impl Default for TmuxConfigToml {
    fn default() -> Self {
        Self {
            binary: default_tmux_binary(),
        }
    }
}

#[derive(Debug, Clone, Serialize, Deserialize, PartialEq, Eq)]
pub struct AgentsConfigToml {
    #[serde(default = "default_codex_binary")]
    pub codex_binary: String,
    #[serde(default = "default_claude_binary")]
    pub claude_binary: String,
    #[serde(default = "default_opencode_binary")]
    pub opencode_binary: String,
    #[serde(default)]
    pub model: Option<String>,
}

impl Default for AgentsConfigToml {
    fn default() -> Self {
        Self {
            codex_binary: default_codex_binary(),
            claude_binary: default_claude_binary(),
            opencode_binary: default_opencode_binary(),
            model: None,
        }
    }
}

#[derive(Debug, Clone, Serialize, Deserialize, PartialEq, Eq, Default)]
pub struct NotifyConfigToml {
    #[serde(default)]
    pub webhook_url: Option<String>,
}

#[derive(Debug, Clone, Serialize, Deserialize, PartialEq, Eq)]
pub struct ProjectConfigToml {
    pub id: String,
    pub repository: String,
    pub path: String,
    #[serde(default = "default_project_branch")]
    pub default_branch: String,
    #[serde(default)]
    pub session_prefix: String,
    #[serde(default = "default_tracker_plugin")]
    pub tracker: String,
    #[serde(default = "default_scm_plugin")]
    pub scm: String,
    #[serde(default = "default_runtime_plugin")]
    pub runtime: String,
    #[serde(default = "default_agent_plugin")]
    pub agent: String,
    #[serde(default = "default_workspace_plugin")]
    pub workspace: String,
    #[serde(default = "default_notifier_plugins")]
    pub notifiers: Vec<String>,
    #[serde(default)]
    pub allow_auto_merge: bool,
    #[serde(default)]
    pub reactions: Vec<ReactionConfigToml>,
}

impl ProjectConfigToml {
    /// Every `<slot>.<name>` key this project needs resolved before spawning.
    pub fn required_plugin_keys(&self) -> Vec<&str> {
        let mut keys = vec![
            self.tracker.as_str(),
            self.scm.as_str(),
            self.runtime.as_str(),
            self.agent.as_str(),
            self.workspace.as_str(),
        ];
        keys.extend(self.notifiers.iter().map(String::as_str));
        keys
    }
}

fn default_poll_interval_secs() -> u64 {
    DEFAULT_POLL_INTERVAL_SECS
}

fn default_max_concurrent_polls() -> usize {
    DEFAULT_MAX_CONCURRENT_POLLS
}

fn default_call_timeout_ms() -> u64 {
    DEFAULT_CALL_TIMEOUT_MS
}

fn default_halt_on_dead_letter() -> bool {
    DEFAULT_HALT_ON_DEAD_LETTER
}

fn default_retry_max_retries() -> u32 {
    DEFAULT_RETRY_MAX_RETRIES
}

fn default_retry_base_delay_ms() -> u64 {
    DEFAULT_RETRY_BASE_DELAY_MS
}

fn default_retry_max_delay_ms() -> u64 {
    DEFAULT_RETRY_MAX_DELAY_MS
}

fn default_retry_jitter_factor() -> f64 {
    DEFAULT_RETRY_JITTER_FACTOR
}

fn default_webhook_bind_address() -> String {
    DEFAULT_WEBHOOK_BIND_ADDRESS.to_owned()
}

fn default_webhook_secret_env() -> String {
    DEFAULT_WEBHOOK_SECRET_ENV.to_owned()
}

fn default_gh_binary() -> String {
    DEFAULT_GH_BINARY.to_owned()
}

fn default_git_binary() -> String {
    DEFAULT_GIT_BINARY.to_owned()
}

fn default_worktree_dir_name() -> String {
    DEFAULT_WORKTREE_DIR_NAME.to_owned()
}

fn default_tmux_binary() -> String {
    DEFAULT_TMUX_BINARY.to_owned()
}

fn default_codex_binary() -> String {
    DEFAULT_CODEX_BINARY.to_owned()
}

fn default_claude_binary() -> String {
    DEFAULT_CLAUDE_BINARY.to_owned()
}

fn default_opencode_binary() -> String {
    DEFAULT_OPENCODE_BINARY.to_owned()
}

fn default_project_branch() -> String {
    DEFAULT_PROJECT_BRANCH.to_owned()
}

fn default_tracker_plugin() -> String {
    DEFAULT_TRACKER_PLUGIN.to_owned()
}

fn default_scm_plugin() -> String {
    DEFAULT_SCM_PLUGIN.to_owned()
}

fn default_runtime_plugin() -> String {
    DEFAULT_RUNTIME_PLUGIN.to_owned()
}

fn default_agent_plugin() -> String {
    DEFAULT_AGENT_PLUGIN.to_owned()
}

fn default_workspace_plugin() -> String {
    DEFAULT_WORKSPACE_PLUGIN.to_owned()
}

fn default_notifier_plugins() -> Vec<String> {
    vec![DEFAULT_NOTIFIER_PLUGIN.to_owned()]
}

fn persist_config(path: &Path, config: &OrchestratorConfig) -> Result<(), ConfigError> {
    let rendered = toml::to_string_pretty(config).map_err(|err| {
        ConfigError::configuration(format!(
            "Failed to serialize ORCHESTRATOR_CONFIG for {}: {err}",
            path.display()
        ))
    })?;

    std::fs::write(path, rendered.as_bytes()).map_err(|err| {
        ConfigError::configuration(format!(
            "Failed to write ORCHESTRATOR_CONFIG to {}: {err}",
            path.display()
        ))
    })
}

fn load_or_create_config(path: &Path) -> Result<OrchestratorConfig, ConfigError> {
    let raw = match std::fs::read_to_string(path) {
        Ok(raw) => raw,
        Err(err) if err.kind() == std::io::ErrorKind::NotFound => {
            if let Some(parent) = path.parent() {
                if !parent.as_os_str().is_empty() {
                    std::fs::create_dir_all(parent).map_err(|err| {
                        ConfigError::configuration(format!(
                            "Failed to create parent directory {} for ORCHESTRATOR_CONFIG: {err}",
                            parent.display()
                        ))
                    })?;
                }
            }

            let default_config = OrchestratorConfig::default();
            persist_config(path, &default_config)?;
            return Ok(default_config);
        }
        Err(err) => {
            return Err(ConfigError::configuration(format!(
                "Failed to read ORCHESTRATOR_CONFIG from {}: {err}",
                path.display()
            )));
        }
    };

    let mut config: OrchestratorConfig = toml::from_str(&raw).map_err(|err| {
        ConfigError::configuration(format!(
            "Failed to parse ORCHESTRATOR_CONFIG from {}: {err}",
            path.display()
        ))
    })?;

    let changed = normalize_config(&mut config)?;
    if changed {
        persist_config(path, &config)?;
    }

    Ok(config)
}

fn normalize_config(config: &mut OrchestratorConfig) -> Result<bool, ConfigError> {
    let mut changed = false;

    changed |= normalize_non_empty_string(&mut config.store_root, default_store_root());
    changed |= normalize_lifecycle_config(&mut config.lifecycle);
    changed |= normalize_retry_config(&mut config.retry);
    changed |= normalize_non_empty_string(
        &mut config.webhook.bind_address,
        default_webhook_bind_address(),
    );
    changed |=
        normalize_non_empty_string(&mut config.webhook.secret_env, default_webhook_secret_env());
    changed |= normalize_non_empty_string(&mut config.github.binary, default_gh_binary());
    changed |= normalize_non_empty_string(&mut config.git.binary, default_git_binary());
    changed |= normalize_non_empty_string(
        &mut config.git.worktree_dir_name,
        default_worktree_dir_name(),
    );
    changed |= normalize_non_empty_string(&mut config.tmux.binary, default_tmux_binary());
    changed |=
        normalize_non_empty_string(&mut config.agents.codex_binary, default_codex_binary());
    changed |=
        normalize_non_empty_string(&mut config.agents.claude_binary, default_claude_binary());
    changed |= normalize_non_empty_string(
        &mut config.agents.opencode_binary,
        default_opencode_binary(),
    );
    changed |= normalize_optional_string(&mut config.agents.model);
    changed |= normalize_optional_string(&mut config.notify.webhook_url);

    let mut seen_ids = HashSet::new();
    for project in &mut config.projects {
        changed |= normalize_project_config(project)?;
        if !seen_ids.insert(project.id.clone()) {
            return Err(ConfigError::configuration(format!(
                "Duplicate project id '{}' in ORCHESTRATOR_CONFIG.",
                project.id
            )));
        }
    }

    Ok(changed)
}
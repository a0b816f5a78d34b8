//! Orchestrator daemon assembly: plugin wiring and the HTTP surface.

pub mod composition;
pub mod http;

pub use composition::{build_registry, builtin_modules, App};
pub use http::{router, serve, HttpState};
────────────────────────────────────────
Task item:
Only a number is wanted here: the count of lines above that hold the word "parent".

Solution:
5